Les deux questions découlent de l'innovation introduite après les premières non-validations de détentions en Albanie : le gouvernement Meloni a remplacé le décret interministériel qui contenait la liste des pays sûrs, un acte de nature administrative, par une véritable loi. Elle a également supprimé la référence aux « fiches pays » qui décrivaient en détail la situation de chaque pays tiers inclus dans la liste et indiquaient, sur la base des sources désignées par la directive européenne, les catégories de personnes ou les portions de territoire pour lesquelles les conditions de sécurité font défaut.
La troisième question demande si le juge national, lors d'une procédure accélérée à la frontière, peut « en tout état de cause » utiliser des informations sur le pays d'origine du demandeur d'asile « en les tirant de manière autonome » de sources qualifiées. La quatrième concerne les exceptions pour des catégories de personnes : un État peut-il être considéré comme « sûr » lorsqu’il existe des groupes sociaux pour lesquels « il ne satisfait pas aux conditions de fond pour une telle désignation » ?
Il est difficile de faire des prédictions, notamment parce que les décisions de la Cour de justice de l’Union européenne sont toujours complexes et ne répondent souvent pas à une logique binaire. En tout cas, il est probable que le gouvernement italien aura raison sur le premier point, voyant reconnue la légitimité d'inclure la liste dans une loi. Plus difficile que de ne pas avoir à indiquer les sources, comme le demande la deuxième.
Sur le troisième point, l’approche adoptée jusqu’à présent par les juges a de meilleures chances , c’est-à-dire celle consistant à utiliser les informations provenant de sources qualifiées pour un contrôle substantiel, même si elles ne sont pas rapportées par le gouvernement. L’arrêt rendu par la Cour de justice de l’UE le 4 octobre dernier, devenu célèbre parce qu’il excluait la possibilité de considérer comme « sûrs » les pays bénéficiant d’exceptions territoriales, va déjà dans ce sens. La question s’est posée de savoir si le même raisonnement juridique s’applique également aux questions sociales : quatrième question, la plus importante dont dépend l’avenir du projet albanais, qui s’adresse principalement à des pays comme le Bangladesh, l’Égypte et la Tunisie où les exceptions sécuritaires concernent de nombreuses et importantes catégories de personnes (LGBT+, opposants, minorités ethniques et religieuses, journalistes, avocats).

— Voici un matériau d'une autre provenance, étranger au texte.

//! ==============================================================================
//! scheduler.rs - periodic persistence of the cached reading
//! ==============================================================================
//!
//! purpose:
//!     every `interval` (30s nominal) copy the last-reading cache into the
//!     history store. runs independently of the serial cadence.
//!
//! tick:
//!     1. snapshot the cache
//!     2. wait on the arbiter for at most the budget
//!     3. acquired -> insert, release; timed out -> skip and log
//!
//! skipped ticks are dropped, never queued. a slow store therefore costs
//! history rows, not memory, and the next tick is a fresh attempt.
//!
//! relationships:
//!     - reads: cache.rs
//!     - writes: store.rs through arbiter.rs
//!     - spawned by: main.rs
//!
//! ==============================================================================

use crate::cache::SensorCache;
use crate::facade::SharedStore;
use std::time::Duration;
use tokio::time::{interval_at, Instant, MissedTickBehavior};
use tracing::{debug, error, info, warn};

/// default persistence period
pub const DEFAULT_INTERVAL: Duration = Duration::from_secs(30);

/// what one tick did
#[derive(Debug, Clone, Copy, PartialEq, Eq)]
pub enum TickOutcome {
    /// snapshot stored under this id
    Persisted(i64),
    /// store stayed busy for the whole budget
    Skipped,
    /// the store rejected the insert
    Failed,
}

pub struct PersistenceScheduler {
    cache: SensorCache,
    store: SharedStore,
    interval: Duration,
    budget: Duration,
}

impl PersistenceScheduler {
    pub fn new(cache: SensorCache, store: SharedStore, interval: Duration, budget: Duration) -> Self {
        Self { cache, store, interval, budget }
    }

    /// persist the current snapshot once
    pub async fn tick(&self) -> TickOutcome {
        let snapshot = self.cache.read();
        debug!(temperature = snapshot.temperature, humidity = snapshot.humidity, "persistence tick");

        let guard = match self.store.acquire("persist", self.budget).await {
            Ok(guard) => guard,
            Err(timed_out) => {
                warn!(budget_s = timed_out.budget.as_secs(), "[XBEE] store busy, skipping this tick");
                return TickOutcome::Skipped;
            }
        };

        match guard.run_blocking(move |store| store.insert(&snapshot)).await {
            Ok(id) => {
                info!(id, temperature = snapshot.temperature, humidity = snapshot.humidity, "[XBEE] reading recorded");
                TickOutcome::Persisted(id)
            }
            Err(e) => {
                error!("[XBEE] failed to record reading: {}", e);
                TickOutcome::Failed
            }
        }
    }

    /// tick forever; the first tick fires one interval after start
    pub async fn run(self) {
        info!(interval_s = self.interval.as_secs(), "[XBEE] starting persistence cycle");
        let mut ticker = interval_at(Instant::now() + self.interval, self.interval);
        ticker.set_missed_tick_behavior(MissedTickBehavior::Skip);
        loop {
            ticker.tick().await;
            self.tick().await;
        }
    }
}

// ==============================================================================
// tests
// ==============================================================================
#[cfg(test)]
mod tests {
    use super::*;
    use crate::arbiter::StoreArbiter;
    use crate::domain::{from_millis, Reading};
    use crate::store::HistoryStore;

    fn setup(budget: Duration) -> (PersistenceScheduler, SharedStore, SensorCache) {
        let store = StoreArbiter::new(HistoryStore::open_in_memory().unwrap());
        let cache = SensorCache::new();
        let scheduler = PersistenceScheduler::new(cache.clone(), store.clone(), DEFAULT_INTERVAL, budget);
        (scheduler, store, cache)
    }

    #[tokio::test]
    async fn test_tick_persists_snapshot() {
        let (scheduler, store, cache) = setup(Duration::from_secs(1));
        let r = Reading::at(21.5, 40.0, from_millis(1_700_000_000_000));
        cache.update(&r);

        assert_eq!(scheduler.tick().await, TickOutcome::Persisted(1));

        let guard = store.acquire("test", Duration::from_secs(1)).await.unwrap();
        let stored = guard.get_by_id(1).unwrap().unwrap();
        assert!(stored.same_sample(&r));
    }

    #[tokio::test]
    async fn test_ticks_append_in_order() {
        let (scheduler, store, cache) = setup(Duration::from_secs(1));
        cache.update(&Reading::now(1.0, 1.0));
        assert_eq!(scheduler.tick().await, TickOutcome::Persisted(1));
        cache.update(&Reading::now(2.0, 2.0));
        assert_eq!(scheduler.tick().await, TickOutcome::Persisted(2));

        let guard = store.acquire("test", Duration::from_secs(1)).await.unwrap();
        assert_eq!(guard.count().unwrap(), 2);
        assert_eq!(guard.last().unwrap().unwrap().temperature, 2.0);
    }

    #[tokio::test(start_paused = true)]
    async fn test_tick_skipped_while_store_busy() {
        let (scheduler, store, _) = setup(Duration::from_secs(1));
        let held = store.acquire("test", Duration::from_secs(1)).await.unwrap();

        let started = Instant::now();
        assert_eq!(scheduler.tick().await, TickOutcome::Skipped);
        assert!(started.elapsed() >= Duration::from_secs(1));

        assert_eq!(held.count().unwrap(), 0);
    }

    #[tokio::test]
    async fn test_failed_insert_releases_store() {
        let (scheduler, store, _) = setup(Duration::from_secs(1));
        {
            let mut guard = store.acquire("test", Duration::from_secs(1)).await.unwrap();
            guard.break_for_test();
        }
        assert_eq!(scheduler.tick().await, TickOutcome::Failed);
        assert!(!store.is_busy());
    }

    #[tokio::test]
    async fn test_run_records_periodically() {
        let store = StoreArbiter::new(HistoryStore::open_in_memory().unwrap());
        let cache = SensorCache::new();
        cache.update(&Reading::now(20.0, 50.0));
        let scheduler = PersistenceScheduler::new(
            cache,
            store.clone(),
            Duration::from_millis(20),
            Duration::from_secs(1),
        );

        let task = tokio::spawn(scheduler.run());
        tokio::time::sleep(Duration::from_millis(150)).await;
        task.abort();

        let guard = store.acquire("test", Duration::from_secs(1)).await.unwrap();
        assert!(guard.count().unwrap() >= 2);
    }
}
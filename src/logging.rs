//! ==============================================================================
//! logging.rs - tracing subscriber setup
//! ==============================================================================
//!
//! RUST_LOG wins when set; otherwise the level from host.toml applies to
//! this crate and everything else stays at warn.
//!
//! ==============================================================================

use crate::config::LoggingConfig;
use tracing_subscriber::EnvFilter;

/// install the global fmt subscriber
///
/// a second call (tests, embedding) is not an error.
pub fn init(config: &LoggingConfig) {
    let filter = EnvFilter::try_from_default_env()
        .unwrap_or_else(|_| EnvFilter::new(default_directives(&config.level)));

    if let Err(e) = tracing_subscriber::fmt().with_env_filter(filter).try_init() {
        eprintln!("[LOGGING] subscriber already installed: {}", e);
    }
}

fn default_directives(level: &str) -> String {
    format!("warn,ht_logger={level}")
}
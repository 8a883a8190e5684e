use axum::{Json, extract::State, http::HeaderMap, response::IntoResponse};
use serde::{Deserialize, Serialize};
use twofold_application::VerifyEnableUseCase;
use twofold_core::{TotpEngine, TwoFactorStore};

use crate::authentication::TokenIssuer;
use crate::http::authenticate_session;

use super::error::ApiError;

#[derive(Debug, Deserialize)]
pub struct VerifyEnableRequest {
    pub code: String,
}

#[derive(Debug, Serialize, Deserialize)]
pub struct MessageBody {
    pub message: String,
}

#[tracing::instrument(name = "Verify enable two-factor", skip_all)]
pub async fn verify_enable<T, G>(
    State((two_factor_store, totp_engine, token_issuer)): State<(T, G, TokenIssuer)>,
    headers: HeaderMap,
    Json(request): Json<VerifyEnableRequest>,
) -> Result<impl IntoResponse, ApiError>
where
    T: TwoFactorStore + Clone + 'static,
    G: TotpEngine + Clone + 'static,
{
    let claims = authenticate_session(&headers, &token_issuer)?;
    let user_id = claims.user_id()?;

    let use_case = VerifyEnableUseCase::new(two_factor_store, totp_engine);
    use_case.execute(user_id, &request.code).await?;

    Ok(Json(MessageBody {
        message: "Two-factor authentication enabled successfully".to_string(),
    }))
}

La saisine a été traitée par la Cour de manière accélérée, plus rapide que la procédure ordinaire mais plus lente que la procédure d'urgence. Les avocats des deux ressortissants bangladais, la Commission européenne et douze États membres ont présenté des observations. D’autres États peuvent également s’exprimer oralement lors de l’audience. Dans quelques semaines, l'avocat général proposera de manière indépendante une solution à ce problème. La décision sera contraignante pour les juges nationaux de tous les États membres. La date de son prononcé n'est pas encore fixée, mais elle devrait intervenir d'ici le printemps.